When to use symbols instead of strings in Ruby?

2019-01-04 06:19发布

If there are at least two instances of the same string in my script, should I instead use a symbol?

标签: ruby symbols
5条回答
来,给爷笑一个
2楼-- · 2019-01-04 06:24

Put simply, a symbol is a name, composed of characters, but immutable. A string, on the contrary, is an ordered container for characters, whose contents are allowed to change.

查看更多
爷、活的狠高调
3楼-- · 2019-01-04 06:26

Here is a nice strings vs symbols benchmark I found at codecademy:

require 'benchmark'

string_AZ = Hash[("a".."z").to_a.zip((1..26).to_a)]
symbol_AZ = Hash[(:a..:z).to_a.zip((1..26).to_a)]
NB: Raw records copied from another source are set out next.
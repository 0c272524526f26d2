use std::path::PathBuf;

use crate::config::ValidationError;

/// Errors produced while loading a site configuration.
#[derive(Debug, thiserror::Error)]
pub enum ConfigError {
    #[error("failed to read config {path}: {source}")]
    Io {
        path: PathBuf,
        #[source]
        source: std::io::Error,
    },

    #[error("failed to parse config {path}: {source}")]
    Parse {
        path: PathBuf,
        #[source]
        source: toml::de::Error,
    },

    #[error("invalid config: {}", join_errors(.0))]
    Validation(Vec<ValidationError>),
}

fn join_errors(errors: &[ValidationError]) -> String {
    errors.iter().map(ToString::to_string).collect::<Vec<_>>().join("; ")
}

/// Errors produced while assembling the template.
#[derive(Debug, thiserror::Error)]
pub enum RenderError {
    #[error("duplicate logical id '{0}'")]
    DuplicateLogicalId(String),

    #[error("validation failed on resource '{logical_id}': {reason}")]
    InvalidResource { logical_id: String, reason: String },

    #[error("failed to serialize '{logical_id}': {source}")]
    Serialize {
        logical_id: String,
        #[source]
        source: serde_json::Error,
    },
}

#[derive(Debug, thiserror::Error)]
pub enum SiteError {
    #[error(transparent)]
    Config(#[from] ConfigError),

    #[error(transparent)]
    Render(#[from] RenderError),

    #[error("failed to write {path}: {source}")]
    Write {
        path: PathBuf,
        #[source]
        source: std::io::Error,
    },

    #[error("invalid viewer request event: {0}")]
    Event(#[source] serde_json::Error),

    #[error("failed to serialize the routed request: {0}")]
    Output(#[source] serde_json::Error),

    #[error("failed to read {path}: {source}")]
    Read {
        path: PathBuf,
        #[source]
        source: std::io::Error,
    },
}
use std::fmt::Write;

use crate::config::SiteConfig;

pub const TEMPLATE_FILE: &str = "template.json";
pub const FUNCTION_FILE: &str = "viewer-request.js";
pub const DEPLOY_FILE: &str = "deploy.sh";

/// the script that hands the rendered template to the aws cli. It runs from
/// the output directory, refuses to run against any account but the configured
/// one, then lets `cloudformation deploy` create or update the stack.
pub fn deploy_script(config: &SiteConfig) -> String {
    let region = &config.region;
    let account = &config.account_id;
    let stack_name = config.stack_name();
    let mut out = String::new();
    out.push_str("#!/usr/bin/env bash\n");
    out.push_str("set -euo pipefail\n\n");
    out.push_str("# generated by sitehost render. edit the site config instead of this file.\n");
    out.push_str("cd \"$(dirname \"$0\")\"\n\n");

    out.push_str("# check:\n");
    out.push_str("ACCOUNT=$(aws sts get-caller-identity --query Account --output text)\n");
    let _ = writeln!(out, "if [ \"$ACCOUNT\" != \"{account}\" ]; then");
    let _ = writeln!(
        out,
        "    echo \"refusing to deploy {stack_name}: credentials are for account $ACCOUNT, expected {account}\" >&2"
    );
    out.push_str("    exit 1\nfi\n\n");

    out.push_str("# deploy:\n");
    let _ = write!(
        out,
        "AWS_REGION={region} aws --region {region} cloudformation deploy --stack-name {stack_name} --template-file ./{TEMPLATE_FILE} --no-fail-on-empty-changeset"
    );
    let tags = config.tags();
    if !tags.is_empty() {
        out.push_str(" --tags");
        for (key, value) in &tags {
            let _ = write!(out, " {}", shell_quote(&format!("{key}={value}")));
        }
    }
    out.push('\n');
    out
}

/// single quote `s` for a posix shell.
fn shell_quote(s: &str) -> String {
    format!("'{}'", s.replace('\'', r"'\''"))
}

#[cfg(test)]
mod tests {
    use super::*;
    use crate::config::tests::example;

    #[test]
    fn script_deploys_the_stack() {
        let script = deploy_script(&example());
        assert!(script.starts_with("#!/usr/bin/env bash\n"));
        assert!(script.contains(
            "AWS_REGION=us-east-1 aws --region us-east-1 cloudformation deploy --stack-name about-myself-hosting --template-file ./template.json --no-fail-on-empty-changeset --tags 'project=about-myself'\n"
        ), "{script}");
    }

    #[test]
    fn script_guards_the_account() {
        let script = deploy_script(&example());
        assert!(script.contains("if [ \"$ACCOUNT\" != \"643577437663\" ]; then"));
        assert!(script.contains("exit 1"));
    }

    #[test]
    fn tags_are_quoted() {
        let mut config = example();
        config.tags.insert("owner".into(), "it's me".into());
        let script = deploy_script(&config);
        assert!(script.contains(r"--tags 'owner=it'\''s me' 'project=about-myself'"), "{script}");
    }
}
string_time = Benchmark.realtime do
  1000_000.times { string_AZ["r"] }
end

symbol_time = Benchmark.realtime do
  1000_000.times { symbol_AZ[:r] }
end

puts "String time: #{string_time} seconds."
puts "Symbol time: #{symbol_time} seconds."

The output is:

String time: 0.21983 seconds.
Symbol time: 0.087873 seconds.
查看更多
兄弟一词,经得起流年.
4楼-- · 2019-01-04 06:31

TL;DR

A simple rule of thumb is to use symbols every time you need internal identifiers. For Ruby < 2.2 only use symbols when they aren't generated dynamically, to avoid memory leaks.

Full answer

The only reason not to use them for identifiers that are generated dynamically is because of memory concerns.

This question is very common because many programming languages don't have symbols, only strings, and thus strings are also used as identifiers in your code. You should be worrying about what symbols are meant to be, not only when you should use symbols. Symbols are meant to be identifiers. If you follow this philosophy, chances are that you will do things right.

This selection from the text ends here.